CES Gallery is pleased to present Sometimes I forget myself, Ashkan Honarvar’s first solo exhibition with the gallery featuring new works on paper from two recent bodies of work. The series titled Denial of Death is inspired by the writings of cultural anthropologist Ernest Becker, in particular his Pulitzer Prize-winning book of the same name. The series titled King of Worms references radical feminist filmmaker Jane Arden’s The Other Side of the Underneath and its exploration of corruption, abuse of power, and gender inequality. Working exclusively in hand-cut collage Honarvar presents a mythic and visceral vision of humanity and its qualitative constructs. Annabel Osberg of the Huffington Post describes Honarvar’s work as presenting “the human body at the center of microcosmic theaters of dichotomy in which irrationality permeates logic, serenity belies violence, and luxury secretes exploitation.”
Honarvar gathers materials from different visual and contextual worlds – slicing up fashion magazines, newspapers, home and garden glossies, art history books, scientific journals, etc. – and aligning them into a single composition. Each cut image shape functions as both part of its former context and also within Honarvar’s constructed narrative. According to Thomas P. Brockelman, art historian and author of The Frame and the Mirror: On Collage and the Postmodern, this double reading of each element creates a synaptic relationship between these two contexts, which “promises a new sense of truth and experience.”
Denial of Death and King of Worms, like all of Honarvar’s works, are intellectually dense meditations on the nature of human existence. Honarvar acts as both a philosopher-poet musing on flawed societal constructs and as a shamanistic mad-scientist surgically binding Frankensteinly bodies to birth new hybrid human futures. These collages become alternative realities of human history like the preference for the ornate margins of an illuminated manuscript over each page’s text. Honarvar zooms in and out, commenting on both the micro- and macrocosmic scales, taking on the clichés of visual semiotics by rebuilding from the wreckage of the history of visual image-making. Hypersexuality, sin, overabundance, evil, objectification, mis-worship – the darkest aspects of humanity are all on Honarvar’s chopping block, reconceived as chapters in a grotesque, but humanistic world of collage.

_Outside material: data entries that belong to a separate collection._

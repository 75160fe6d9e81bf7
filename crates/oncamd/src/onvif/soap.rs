//! SOAP 1.2 envelopes over HTTP.

use chrono::TimeDelta;
use reqwest::header::CONTENT_TYPE;
use roxmltree::Node;
use tracing::trace;

use crate::device_service::{Credentials, ServiceError};

use super::ONVIF_TARGET;
use super::security::UsernameToken;
use super::xml;

const SOAP_CONTENT_TYPE: &str = "application/soap+xml; charset=utf-8";

/// Namespace declarations every request body may rely on.
const NAMESPACES: &str = concat!(
    r#"xmlns:s="http://www.w3.org/2003/05/soap-envelope" "#,
    r#"xmlns:tds="http://www.onvif.org/ver10/device/wsdl" "#,
    r#"xmlns:trt="http://www.onvif.org/ver10/media/wsdl" "#,
    r#"xmlns:tptz="http://www.onvif.org/ver20/ptz/wsdl" "#,
    r#"xmlns:tt="http://www.onvif.org/ver10/schema""#,
);

/// Wraps `body` in an envelope, adding a security header when credentials are set.
pub(super) fn envelope(
    body: &str,
    credentials: Option<&Credentials>,
    clock_offset: TimeDelta,
) -> String {
    let header = credentials
        .map(|credentials| UsernameToken::generate(credentials, clock_offset).to_header())
        .unwrap_or_default();
    format!(
        r#"<?xml version="1.0" encoding="UTF-8"?><s:Envelope {NAMESPACES}><s:Header>{header}</s:Header><s:Body>{body}</s:Body></s:Envelope>"#
    )
}

/// Posts a request and returns the raw response text.
///
/// A SOAP fault is reported as [`ServiceError::Fault`] whatever the HTTP status.
pub(super) async fn call(
    http: &reqwest::Client,
    endpoint: &str,
    body: &str,
    credentials: Option<&Credentials>,
    clock_offset: TimeDelta,
) -> Result<String, ServiceError> {
    trace!(target: ONVIF_TARGET, %endpoint, %body, "soap request");
    let response = http
        .post(endpoint)
        .header(CONTENT_TYPE, SOAP_CONTENT_TYPE)
        .body(envelope(body, credentials, clock_offset))
        .send()
        .await
        .map_err(|error| request_error(endpoint, &error))?;
    let status = response.status();
    let text = response
        .text()
        .await
        .map_err(|error| request_error(endpoint, &error))?;

    if let Some(fault) = parse_fault(&text) {
        return Err(fault);
    }
    if !status.is_success() {
        return Err(ServiceError::Http {
            endpoint: endpoint.to_owned(),
            status: status.as_u16(),
        });
    }
    Ok(text)
}

/// Maps a `reqwest` failure, keeping timeouts distinct.
pub(super) fn request_error(endpoint: &str, error: &reqwest::Error) -> ServiceError {
    if error.is_timeout() {
        ServiceError::Timeout {
            endpoint: endpoint.to_owned(),
        }
    } else {
        ServiceError::transport(format!("{endpoint}: {error}"))
    }
}

/// Runs `read` over the `s:Body` element of `text`.
pub(super) fn with_body<T>(
    text: &str,
    read: impl FnOnce(Node<'_, '_>) -> Result<T, ServiceError>,
) -> Result<T, ServiceError> {
    let document = xml::parse(text)?;
    let body = xml::descendant(document.root_element(), "Body")
        .ok_or_else(|| ServiceError::parse("response has no SOAP body"))?;
    read(body)
}

/// Extracts a fault, preferring the most specific subcode.
pub(super) fn parse_fault(text: &str) -> Option<ServiceError> {
    let document = xml::parse(text).ok()?;
    let fault = xml::descendant(document.root_element(), "Fault")?;
    let code = xml::descendant(fault, "Code")
        .map(|code| {
            code.descendants()
                .filter(|node| node.has_tag_name("Value"))
                .last()
                .map(xml::text)
                .unwrap_or_default()
        })
        .filter(|code| !code.is_empty())
        .unwrap_or_else(|| "Fault".to_owned());
    let reason = xml::descendant(fault, "Reason")
        .and_then(|reason| xml::descendant_text(reason, "Text"))
        .filter(|reason| !reason.is_empty())
        .unwrap_or_else(|| "device returned a SOAP fault".to_owned());
    Some(ServiceError::Fault { code, reason })
}
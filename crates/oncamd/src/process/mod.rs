//! Process lifecycle for the daemon.
//!
//! Covers the single-instance guard with its pid and health files, the
//! optional privilege drop, signal handling and the launch sequence that
//! ties discovery, dispatch and the listeners together.

mod errors;
mod files;
mod guard;
mod launch;
mod privileges;
mod shutdown;

use std::time::Duration;

pub use self::errors::LaunchError;
pub use self::launch::{
    LaunchPlan, OnvifServiceFactory, ServiceFactory, run_daemon, run_daemon_with,
};
pub use self::privileges::{PrivilegeError, PrivilegeOutcome, drop_privileges};
pub use self::shutdown::{ProcessSignal, SignalError, SignalSource, SystemSignals};

pub(crate) const PROCESS_TARGET: &str = concat!(env!("CARGO_PKG_NAME"), "::process");

/// Upper bound on waiting for listeners to drain during shutdown.
pub const SHUTDOWN_TIMEOUT: Duration = Duration::from_secs(10);
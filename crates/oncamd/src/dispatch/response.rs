//! Response envelope written back to clients.
//!
//! Every response is one JSON object: `{"id", "seq"?, "result"?, "error"?}`.
//! Absent keys are omitted rather than serialised as `null`.

use serde::Serialize;
use serde_json::Value;

use super::errors::DispatchError;
use super::request::Method;

/// A reply to one request.
#[derive(Debug, Clone, PartialEq, Serialize)]
pub struct Response {
    /// Method name the response answers.
    pub id: &'static str,
    #[serde(skip_serializing_if = "Option::is_none")]
    pub seq: Option<Value>,
    #[serde(skip_serializing_if = "Option::is_none")]
    pub result: Option<Value>,
    #[serde(skip_serializing_if = "Option::is_none")]
    pub error: Option<String>,
}

impl Response {
    /// Successful reply carrying `result`.
    #[must_use]
    pub fn success(method: Method, seq: Option<Value>, result: Value) -> Self {
        Self {
            id: method.as_str(),
            seq,
            result: Some(result),
            error: None,
        }
    }

    /// Failed reply carrying the error's display text.
    #[must_use]
    pub fn failure(method: Method, seq: Option<Value>, error: &DispatchError) -> Self {
        Self {
            id: method.as_str(),
            seq,
            result: None,
            error: Some(error.to_string()),
        }
    }

    /// Whether the reply carries an error.
    #[must_use]
    pub fn is_error(&self) -> bool {
        self.error.is_some()
    }

    /// Serialises the reply as compact JSON. Framing is left to the transport.
    ///
    /// # Errors
    ///
    /// Propagates serialisation failures, which only arise from non-string
    /// map keys inside `result`.
    pub fn to_json(&self) -> Result<String, serde_json::Error> {
        serde_json::to_string(self)
    }
}

#[cfg(test)]
mod tests {
    use super::*;
    use serde_json::json;

    #[test]
    fn success_omits_error_key() {
        let response = Response::success(Method::PtzStop, Some(json!(4)), json!(true));
        let json = response.to_json().expect("serialise");
        assert_eq!(json, r#"{"id":"ptzStop","seq":4,"result":true}"#);
    }

    #[test]
    fn failure_without_seq_omits_seq_and_result() {
        let response = Response::failure(Method::Reboot, None, &DispatchError::Internal);
        let value = serde_json::to_value(&response).expect("serialise");
        assert_eq!(
            value,
            json!({"id": "reboot", "error": "Internal server error"})
        );
        assert!(response.is_error());
    }
}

Ashkan Honarvar (b. 1980, Shiraz, IR) attended School of Visual Arts in Utrecht, the Netherlands and currently lives and works in He has exhibited work internationally at Steven Kasher Gallery in New York and Paris, Centro De Arte Contemporáneo de Quito in Ecuador, International Collage Center in Texas, Le Petite Mort Gallery in Ottawa, and the Katonah Museum of Art in upstate New York. Honarvar’s work has been included in many publications such as The Age of Collage I and II and Cutting Edges both publushed by Gestalten, Interview Magazine, Italian, German, and French Vogue, Doppelganger, Wallpaper*, Opperclaes Newspaper, and Musee Magazine.